(Dataset entries)
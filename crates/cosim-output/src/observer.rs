//! `FileObserver`: bridges `Observer` to per-slave [`SlaveLog`]s.

use std::collections::BTreeMap;
use std::path::{Path, PathBuf};

use parking_lot::Mutex;
use tracing::{debug, warn};

use cosim_core::{Duration, SlaveIndex, StepNumber, TimePoint, VariableDescription};
use cosim_engine::{Observer, Slave};

use crate::config::LogConfig;
use crate::csv::SlaveLog;
use crate::{OutputError, OutputResult};

/// An [`Observer`] that logs slave variables to CSV files in a directory.
///
/// Errors are stored internally because observer callbacks have no return
/// value.  Check for them with [`take_error`][Self::take_error]; the first
/// one is also reported through `tracing`.
pub struct FileObserver {
    log_dir:    PathBuf,
    config:     Option<LogConfig>,
    logs:       Mutex<BTreeMap<SlaveIndex, SlaveLog>>,
    last_error: Mutex<Option<OutputError>>,
}

impl FileObserver {
    /// Log every variable of every slave into `log_dir`, created on demand.
    pub fn new(log_dir: impl Into<PathBuf>) -> Self {
        Self {
            log_dir:    log_dir.into(),
            config:     None,
            logs:       Mutex::new(BTreeMap::new()),
            last_error: Mutex::new(None),
        }
    }

    /// Log what the configuration file at `config_path` selects.
    pub fn with_config(log_dir: impl Into<PathBuf>, config_path: &Path) -> OutputResult<Self> {
        let mut observer = Self::new(log_dir);
        observer.config = Some(LogConfig::from_file(config_path)?);
        Ok(observer)
    }

    pub fn log_dir(&self) -> &Path {
        &self.log_dir
    }

    /// Take the stored error (if any).
    ///
    /// Returns `None` if all writes succeeded.
    pub fn take_error(&self) -> Option<OutputError> {
        self.last_error.lock().take()
    }

    fn store_err(&self, result: OutputResult<()>) {
        if let Err(e) = result {
            // Keep only the first error.
            let mut last = self.last_error.lock();
            if last.is_none() {
                warn!(dir = %self.log_dir.display(), error = %e, "file observer failed");
                *last = Some(e);
            }
        }
    }

    /// Columns and decimation for a slave, or `None` if it is not logged.
    fn selection(&self, name: &str, slave: &dyn Slave) -> OutputResult<Option<(Vec<VariableDescription>, u32)>> {
        let variables = &slave.model_description().variables;
        let Some(config) = &self.config else {
            return Ok(Some((variables.clone(), 1)));
        };
        let Some(entry) = config.simulator(name) else {
            return Ok(None);
        };
        if entry.variables.is_empty() {
            return Ok(Some((variables.clone(), entry.decimation_factor)));
        }
        let columns = entry
            .variables
            .iter()
            .map(|wanted| {
                variables.iter().find(|v| &v.name == wanted).cloned().ok_or_else(|| {
                    OutputError::Config(format!("slave '{name}' has no variable '{wanted}'"))
                })
            })
            .collect::<OutputResult<Vec<_>>>()?;
        Ok(Some((columns, entry.decimation_factor)))
    }

    fn open(&self, index: SlaveIndex, name: &str, slave: &dyn Slave) -> OutputResult<()> {
        let Some((columns, decimation)) = self.selection(name, slave)? else {
            return Ok(());
        };
        std::fs::create_dir_all(&self.log_dir)?;
        let path = self.log_dir.join(format!("{name}.csv"));
        let log = SlaveLog::create(&path, columns, decimation)?;
        debug!(path = %path.display(), "slave log opened");
        self.logs.lock().insert(index, log);
        Ok(())
    }

    fn write(&self, index: SlaveIndex, step: StepNumber, time: TimePoint, slave: &dyn Slave) -> OutputResult<()> {
        match self.logs.lock().get_mut(&index) {
            Some(log) if log.wants(step) => log.write_row(step, time, slave),
            _ => Ok(()),
        }
    }
}

impl Observer for FileObserver {
    fn simulator_added(&self, index: SlaveIndex, name: &str, slave: &dyn Slave, _time: TimePoint) {
        let result = self.open(index, name, slave);
        self.store_err(result);
    }

    fn simulator_initialized(&self, index: SlaveIndex, time: TimePoint, slave: &dyn Slave) {
        let result = self.write(index, StepNumber(0), time, slave);
        self.store_err(result);
    }

    fn simulator_step_complete(
        &self,
        index: SlaveIndex,
        step:  StepNumber,
        _size: Duration,
        time:  TimePoint,
        slave: &dyn Slave,
    ) {
        let result = self.write(index, step, time, slave);
        self.store_err(result);
    }
}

• _WHAT IS NEEDED_
Copy out each line of the data that has the word "VariableDescription" in it.

• _WRITTEN RESPONSE_
use cosim_core::{Duration, SlaveIndex, StepNumber, TimePoint, VariableDescription};
    fn selection(&self, name: &str, slave: &dyn Slave) -> OutputResult<Option<(Vec<VariableDescription>, u32)>> {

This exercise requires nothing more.